• [Description of the task]: Look through the entries below. Say how many lines include "made", with nothing added.

──────── Extracted data

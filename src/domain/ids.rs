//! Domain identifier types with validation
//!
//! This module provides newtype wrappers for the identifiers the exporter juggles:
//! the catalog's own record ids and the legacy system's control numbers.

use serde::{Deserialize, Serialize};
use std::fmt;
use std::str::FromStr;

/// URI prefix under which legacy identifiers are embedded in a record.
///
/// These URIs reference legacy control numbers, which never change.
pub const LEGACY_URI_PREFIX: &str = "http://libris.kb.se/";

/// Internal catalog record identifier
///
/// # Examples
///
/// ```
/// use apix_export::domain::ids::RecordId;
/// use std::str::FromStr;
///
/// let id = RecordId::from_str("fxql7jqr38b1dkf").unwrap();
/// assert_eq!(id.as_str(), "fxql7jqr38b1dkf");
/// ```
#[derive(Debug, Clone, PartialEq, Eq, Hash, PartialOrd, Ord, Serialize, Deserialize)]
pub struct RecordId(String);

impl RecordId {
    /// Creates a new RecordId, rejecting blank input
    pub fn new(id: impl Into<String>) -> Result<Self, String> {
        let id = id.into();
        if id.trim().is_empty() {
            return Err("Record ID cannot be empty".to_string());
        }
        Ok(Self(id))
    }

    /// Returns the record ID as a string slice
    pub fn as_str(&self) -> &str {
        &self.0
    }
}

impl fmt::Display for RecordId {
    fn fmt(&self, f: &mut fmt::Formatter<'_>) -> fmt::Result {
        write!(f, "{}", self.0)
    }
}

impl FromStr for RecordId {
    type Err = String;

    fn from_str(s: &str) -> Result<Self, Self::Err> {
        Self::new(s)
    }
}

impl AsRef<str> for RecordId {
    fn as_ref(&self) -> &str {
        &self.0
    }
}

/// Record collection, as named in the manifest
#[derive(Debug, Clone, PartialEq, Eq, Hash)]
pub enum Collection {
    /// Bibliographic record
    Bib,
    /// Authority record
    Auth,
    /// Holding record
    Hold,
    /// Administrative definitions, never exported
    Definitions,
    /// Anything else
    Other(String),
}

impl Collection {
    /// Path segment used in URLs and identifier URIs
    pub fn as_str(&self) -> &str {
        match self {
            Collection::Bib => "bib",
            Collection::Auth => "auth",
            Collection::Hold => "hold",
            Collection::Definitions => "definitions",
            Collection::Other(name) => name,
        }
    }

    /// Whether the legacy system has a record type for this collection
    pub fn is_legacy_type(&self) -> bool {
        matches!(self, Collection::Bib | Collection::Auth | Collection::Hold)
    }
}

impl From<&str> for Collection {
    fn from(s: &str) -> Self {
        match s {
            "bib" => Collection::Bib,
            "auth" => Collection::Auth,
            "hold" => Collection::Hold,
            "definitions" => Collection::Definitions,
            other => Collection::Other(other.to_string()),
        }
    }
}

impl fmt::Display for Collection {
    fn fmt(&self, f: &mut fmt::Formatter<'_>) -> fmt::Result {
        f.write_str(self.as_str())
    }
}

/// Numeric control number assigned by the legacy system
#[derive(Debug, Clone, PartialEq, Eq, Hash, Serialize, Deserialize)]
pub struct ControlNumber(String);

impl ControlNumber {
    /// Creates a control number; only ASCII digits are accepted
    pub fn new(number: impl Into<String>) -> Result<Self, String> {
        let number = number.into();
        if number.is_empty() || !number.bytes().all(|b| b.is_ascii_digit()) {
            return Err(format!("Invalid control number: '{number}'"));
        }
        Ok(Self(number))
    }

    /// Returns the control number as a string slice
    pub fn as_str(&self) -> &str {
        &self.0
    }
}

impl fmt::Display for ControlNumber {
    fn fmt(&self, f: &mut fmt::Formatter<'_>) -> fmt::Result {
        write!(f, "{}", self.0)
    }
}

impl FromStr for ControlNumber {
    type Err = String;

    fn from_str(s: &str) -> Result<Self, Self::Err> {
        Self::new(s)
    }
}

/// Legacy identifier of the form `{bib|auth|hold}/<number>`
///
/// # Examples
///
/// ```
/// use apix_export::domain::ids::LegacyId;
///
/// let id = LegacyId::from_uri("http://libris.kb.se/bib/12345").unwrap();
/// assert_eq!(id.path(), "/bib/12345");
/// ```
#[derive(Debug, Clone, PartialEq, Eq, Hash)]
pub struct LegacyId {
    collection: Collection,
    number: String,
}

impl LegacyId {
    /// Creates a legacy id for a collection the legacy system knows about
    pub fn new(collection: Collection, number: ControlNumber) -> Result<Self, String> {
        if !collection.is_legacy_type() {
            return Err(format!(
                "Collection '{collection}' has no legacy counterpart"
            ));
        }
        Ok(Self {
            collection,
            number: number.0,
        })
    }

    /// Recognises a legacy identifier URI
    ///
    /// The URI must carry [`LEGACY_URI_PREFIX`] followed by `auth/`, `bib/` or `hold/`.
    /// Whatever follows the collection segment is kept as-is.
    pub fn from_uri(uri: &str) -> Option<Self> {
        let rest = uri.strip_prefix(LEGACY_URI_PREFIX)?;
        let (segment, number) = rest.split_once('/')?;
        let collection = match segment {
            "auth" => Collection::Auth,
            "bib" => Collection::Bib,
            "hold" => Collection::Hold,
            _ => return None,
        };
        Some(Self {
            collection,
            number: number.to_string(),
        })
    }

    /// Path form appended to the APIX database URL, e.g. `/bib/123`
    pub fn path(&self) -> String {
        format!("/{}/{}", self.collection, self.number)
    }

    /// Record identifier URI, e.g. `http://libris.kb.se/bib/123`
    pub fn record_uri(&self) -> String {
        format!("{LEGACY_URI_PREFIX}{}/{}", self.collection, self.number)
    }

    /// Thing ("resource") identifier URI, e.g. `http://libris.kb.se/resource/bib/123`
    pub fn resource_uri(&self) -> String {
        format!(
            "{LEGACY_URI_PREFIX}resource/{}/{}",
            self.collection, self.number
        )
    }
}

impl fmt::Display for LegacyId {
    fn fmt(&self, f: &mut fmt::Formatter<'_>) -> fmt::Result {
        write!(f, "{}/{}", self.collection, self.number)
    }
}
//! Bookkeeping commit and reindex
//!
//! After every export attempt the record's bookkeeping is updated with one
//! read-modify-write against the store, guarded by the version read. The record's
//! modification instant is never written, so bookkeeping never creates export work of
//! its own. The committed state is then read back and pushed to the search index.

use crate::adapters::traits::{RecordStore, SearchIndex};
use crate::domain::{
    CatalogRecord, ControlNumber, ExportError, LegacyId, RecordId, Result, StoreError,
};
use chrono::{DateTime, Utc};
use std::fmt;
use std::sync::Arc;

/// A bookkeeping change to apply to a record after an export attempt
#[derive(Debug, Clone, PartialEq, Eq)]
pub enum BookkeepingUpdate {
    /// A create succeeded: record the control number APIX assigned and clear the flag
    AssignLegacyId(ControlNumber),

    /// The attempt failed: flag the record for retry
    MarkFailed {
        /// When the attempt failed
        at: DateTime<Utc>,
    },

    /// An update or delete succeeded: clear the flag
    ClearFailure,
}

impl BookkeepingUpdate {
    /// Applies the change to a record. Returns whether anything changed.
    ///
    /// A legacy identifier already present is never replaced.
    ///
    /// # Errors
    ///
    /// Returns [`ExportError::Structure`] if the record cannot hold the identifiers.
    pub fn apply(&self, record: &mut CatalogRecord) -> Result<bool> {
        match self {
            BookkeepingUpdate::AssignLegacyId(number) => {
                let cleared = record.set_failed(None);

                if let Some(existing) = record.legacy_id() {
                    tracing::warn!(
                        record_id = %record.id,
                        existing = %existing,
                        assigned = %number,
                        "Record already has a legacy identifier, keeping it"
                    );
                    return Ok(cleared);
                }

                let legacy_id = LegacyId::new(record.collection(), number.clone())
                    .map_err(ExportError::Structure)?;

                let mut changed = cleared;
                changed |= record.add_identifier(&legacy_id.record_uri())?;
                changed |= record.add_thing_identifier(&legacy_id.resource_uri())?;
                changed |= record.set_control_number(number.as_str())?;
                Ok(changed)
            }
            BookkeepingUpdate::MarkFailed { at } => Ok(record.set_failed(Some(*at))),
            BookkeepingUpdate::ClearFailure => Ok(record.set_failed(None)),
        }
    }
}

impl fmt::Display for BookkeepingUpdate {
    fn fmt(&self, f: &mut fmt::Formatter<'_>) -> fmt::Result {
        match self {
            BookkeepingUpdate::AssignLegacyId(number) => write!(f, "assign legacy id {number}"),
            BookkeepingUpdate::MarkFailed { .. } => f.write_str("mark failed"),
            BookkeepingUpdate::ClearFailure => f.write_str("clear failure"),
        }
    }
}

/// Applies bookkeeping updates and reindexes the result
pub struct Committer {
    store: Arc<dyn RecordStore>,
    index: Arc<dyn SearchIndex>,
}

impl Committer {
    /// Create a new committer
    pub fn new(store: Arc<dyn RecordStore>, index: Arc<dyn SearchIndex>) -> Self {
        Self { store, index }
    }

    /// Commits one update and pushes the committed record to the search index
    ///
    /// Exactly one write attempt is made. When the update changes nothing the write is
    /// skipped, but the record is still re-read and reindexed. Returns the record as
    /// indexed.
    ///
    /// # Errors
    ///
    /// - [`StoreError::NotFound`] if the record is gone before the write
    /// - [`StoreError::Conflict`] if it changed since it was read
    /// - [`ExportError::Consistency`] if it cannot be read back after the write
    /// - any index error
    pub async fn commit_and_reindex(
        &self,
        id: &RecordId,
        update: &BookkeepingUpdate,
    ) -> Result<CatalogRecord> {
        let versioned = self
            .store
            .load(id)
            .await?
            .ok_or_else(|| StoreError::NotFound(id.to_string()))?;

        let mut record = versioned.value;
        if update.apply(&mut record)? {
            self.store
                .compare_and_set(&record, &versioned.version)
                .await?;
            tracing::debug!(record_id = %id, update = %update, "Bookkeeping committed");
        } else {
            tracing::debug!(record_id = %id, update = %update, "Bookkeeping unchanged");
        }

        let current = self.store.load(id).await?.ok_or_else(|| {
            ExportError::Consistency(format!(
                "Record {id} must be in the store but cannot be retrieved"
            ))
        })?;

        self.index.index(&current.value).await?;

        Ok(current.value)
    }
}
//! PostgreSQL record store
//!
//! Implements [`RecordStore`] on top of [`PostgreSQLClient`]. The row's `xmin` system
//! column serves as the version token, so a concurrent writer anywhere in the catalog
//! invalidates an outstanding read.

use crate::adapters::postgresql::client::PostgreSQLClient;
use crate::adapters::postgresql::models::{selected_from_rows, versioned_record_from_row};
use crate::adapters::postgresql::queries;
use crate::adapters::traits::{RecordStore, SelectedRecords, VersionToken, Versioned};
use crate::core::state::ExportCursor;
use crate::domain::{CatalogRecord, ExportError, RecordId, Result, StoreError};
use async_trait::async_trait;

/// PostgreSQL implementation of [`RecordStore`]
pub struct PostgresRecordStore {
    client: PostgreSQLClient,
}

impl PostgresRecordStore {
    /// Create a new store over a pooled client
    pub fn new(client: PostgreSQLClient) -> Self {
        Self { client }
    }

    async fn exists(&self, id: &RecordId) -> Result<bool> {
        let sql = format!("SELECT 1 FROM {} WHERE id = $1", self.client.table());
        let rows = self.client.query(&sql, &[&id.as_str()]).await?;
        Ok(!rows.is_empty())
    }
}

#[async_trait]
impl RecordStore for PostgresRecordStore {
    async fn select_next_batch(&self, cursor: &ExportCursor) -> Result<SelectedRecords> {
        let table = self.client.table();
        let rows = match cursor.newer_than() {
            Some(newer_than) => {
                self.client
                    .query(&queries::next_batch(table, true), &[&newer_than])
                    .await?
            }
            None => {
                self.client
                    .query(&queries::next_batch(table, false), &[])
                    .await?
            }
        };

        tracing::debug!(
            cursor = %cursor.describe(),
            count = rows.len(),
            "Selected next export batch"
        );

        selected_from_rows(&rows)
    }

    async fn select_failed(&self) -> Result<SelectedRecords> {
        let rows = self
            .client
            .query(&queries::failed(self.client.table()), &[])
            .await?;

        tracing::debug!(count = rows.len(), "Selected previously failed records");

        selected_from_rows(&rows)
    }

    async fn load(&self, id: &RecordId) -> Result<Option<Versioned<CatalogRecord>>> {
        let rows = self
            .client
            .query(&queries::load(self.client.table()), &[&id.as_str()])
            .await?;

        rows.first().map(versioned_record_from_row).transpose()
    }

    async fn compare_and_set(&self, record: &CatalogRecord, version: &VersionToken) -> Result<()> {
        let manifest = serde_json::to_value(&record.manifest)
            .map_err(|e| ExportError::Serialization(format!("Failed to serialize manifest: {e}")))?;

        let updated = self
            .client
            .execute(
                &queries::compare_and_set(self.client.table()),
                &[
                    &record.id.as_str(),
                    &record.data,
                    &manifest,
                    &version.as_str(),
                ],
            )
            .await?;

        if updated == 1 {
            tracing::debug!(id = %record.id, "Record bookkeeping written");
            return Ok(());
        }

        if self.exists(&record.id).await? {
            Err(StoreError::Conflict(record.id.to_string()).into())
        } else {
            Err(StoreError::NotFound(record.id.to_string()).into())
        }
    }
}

────────────────
──────── Extracted data

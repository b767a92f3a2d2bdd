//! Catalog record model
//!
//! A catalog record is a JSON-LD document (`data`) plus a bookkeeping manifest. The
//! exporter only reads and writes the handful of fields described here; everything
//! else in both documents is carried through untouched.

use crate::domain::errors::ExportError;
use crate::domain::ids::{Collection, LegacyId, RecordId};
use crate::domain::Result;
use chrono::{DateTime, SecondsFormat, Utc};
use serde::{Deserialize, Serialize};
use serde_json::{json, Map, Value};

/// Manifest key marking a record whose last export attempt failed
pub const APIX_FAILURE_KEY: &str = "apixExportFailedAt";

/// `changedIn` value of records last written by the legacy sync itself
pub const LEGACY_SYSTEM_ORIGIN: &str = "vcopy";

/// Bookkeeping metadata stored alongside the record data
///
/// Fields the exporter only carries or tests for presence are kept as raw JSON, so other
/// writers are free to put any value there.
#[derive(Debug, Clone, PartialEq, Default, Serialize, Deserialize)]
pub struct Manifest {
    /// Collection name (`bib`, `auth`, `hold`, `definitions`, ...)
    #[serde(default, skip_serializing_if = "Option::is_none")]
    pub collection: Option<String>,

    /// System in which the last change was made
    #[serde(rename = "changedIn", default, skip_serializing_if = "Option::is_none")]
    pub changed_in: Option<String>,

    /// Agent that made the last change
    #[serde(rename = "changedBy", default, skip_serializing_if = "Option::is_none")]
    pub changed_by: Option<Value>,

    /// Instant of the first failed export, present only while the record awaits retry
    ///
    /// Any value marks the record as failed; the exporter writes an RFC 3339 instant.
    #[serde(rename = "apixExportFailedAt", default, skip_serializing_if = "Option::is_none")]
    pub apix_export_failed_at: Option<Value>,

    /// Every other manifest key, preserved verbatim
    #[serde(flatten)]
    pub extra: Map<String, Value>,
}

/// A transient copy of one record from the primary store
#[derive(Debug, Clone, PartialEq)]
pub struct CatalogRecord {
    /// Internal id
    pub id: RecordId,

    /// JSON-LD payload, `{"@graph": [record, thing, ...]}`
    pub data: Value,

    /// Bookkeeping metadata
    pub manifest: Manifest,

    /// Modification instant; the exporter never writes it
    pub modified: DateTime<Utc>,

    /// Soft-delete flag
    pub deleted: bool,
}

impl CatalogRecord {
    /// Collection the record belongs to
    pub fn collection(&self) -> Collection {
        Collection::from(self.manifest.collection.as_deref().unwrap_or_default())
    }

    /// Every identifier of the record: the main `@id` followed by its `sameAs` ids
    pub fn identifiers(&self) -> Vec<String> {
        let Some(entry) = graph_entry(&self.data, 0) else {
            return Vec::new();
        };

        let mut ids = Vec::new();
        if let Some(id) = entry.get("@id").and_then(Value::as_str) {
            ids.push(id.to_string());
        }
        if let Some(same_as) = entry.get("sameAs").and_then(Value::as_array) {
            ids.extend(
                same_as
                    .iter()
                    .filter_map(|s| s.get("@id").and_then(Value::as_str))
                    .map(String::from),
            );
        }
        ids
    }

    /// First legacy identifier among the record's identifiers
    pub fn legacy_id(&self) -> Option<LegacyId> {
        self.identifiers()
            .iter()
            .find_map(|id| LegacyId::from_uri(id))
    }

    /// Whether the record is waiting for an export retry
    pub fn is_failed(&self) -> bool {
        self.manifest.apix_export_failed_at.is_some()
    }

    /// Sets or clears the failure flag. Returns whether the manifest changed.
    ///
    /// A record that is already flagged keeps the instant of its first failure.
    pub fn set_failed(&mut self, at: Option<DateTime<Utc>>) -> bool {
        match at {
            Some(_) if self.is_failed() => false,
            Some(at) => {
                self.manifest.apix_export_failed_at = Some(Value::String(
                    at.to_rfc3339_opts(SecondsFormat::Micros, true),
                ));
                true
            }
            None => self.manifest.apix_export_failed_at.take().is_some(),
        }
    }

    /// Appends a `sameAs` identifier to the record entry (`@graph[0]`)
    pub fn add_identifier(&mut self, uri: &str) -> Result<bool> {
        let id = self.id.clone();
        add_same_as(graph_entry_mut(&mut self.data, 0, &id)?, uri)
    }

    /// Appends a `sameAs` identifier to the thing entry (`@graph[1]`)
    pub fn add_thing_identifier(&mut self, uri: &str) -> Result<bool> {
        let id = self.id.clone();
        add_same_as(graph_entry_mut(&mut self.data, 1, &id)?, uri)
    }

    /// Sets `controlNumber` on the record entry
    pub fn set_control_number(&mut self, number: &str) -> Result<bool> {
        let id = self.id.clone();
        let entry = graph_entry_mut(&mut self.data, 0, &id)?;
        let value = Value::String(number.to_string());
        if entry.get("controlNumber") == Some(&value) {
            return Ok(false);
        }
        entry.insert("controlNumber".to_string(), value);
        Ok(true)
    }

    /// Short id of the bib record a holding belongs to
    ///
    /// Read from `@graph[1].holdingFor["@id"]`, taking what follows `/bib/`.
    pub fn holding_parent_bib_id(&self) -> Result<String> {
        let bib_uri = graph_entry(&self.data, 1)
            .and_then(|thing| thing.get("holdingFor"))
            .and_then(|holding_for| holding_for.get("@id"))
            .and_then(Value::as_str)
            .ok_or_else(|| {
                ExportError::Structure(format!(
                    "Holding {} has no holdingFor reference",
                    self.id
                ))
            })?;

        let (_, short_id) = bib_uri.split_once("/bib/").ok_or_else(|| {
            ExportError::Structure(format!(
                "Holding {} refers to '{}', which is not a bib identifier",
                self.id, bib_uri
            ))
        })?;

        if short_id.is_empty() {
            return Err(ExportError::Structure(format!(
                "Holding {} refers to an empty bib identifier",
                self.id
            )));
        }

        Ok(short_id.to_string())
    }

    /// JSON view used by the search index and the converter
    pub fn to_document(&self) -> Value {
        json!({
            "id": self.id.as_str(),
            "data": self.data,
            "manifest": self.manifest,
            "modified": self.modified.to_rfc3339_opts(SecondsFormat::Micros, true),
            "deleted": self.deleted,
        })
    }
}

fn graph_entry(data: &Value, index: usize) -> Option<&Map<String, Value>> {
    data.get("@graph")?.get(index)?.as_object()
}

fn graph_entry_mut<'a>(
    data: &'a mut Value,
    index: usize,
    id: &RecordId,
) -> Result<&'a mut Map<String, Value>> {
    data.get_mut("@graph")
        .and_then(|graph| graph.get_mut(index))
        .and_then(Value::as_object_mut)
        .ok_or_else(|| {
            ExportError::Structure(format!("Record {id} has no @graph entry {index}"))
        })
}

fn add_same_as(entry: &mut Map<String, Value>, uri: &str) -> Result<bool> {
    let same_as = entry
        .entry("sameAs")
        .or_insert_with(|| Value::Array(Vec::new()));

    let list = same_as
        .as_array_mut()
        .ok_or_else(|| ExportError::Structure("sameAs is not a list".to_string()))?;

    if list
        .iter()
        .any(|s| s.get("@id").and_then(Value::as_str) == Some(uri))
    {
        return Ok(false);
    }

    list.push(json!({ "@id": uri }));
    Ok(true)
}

────────────────

• [Your response]: 3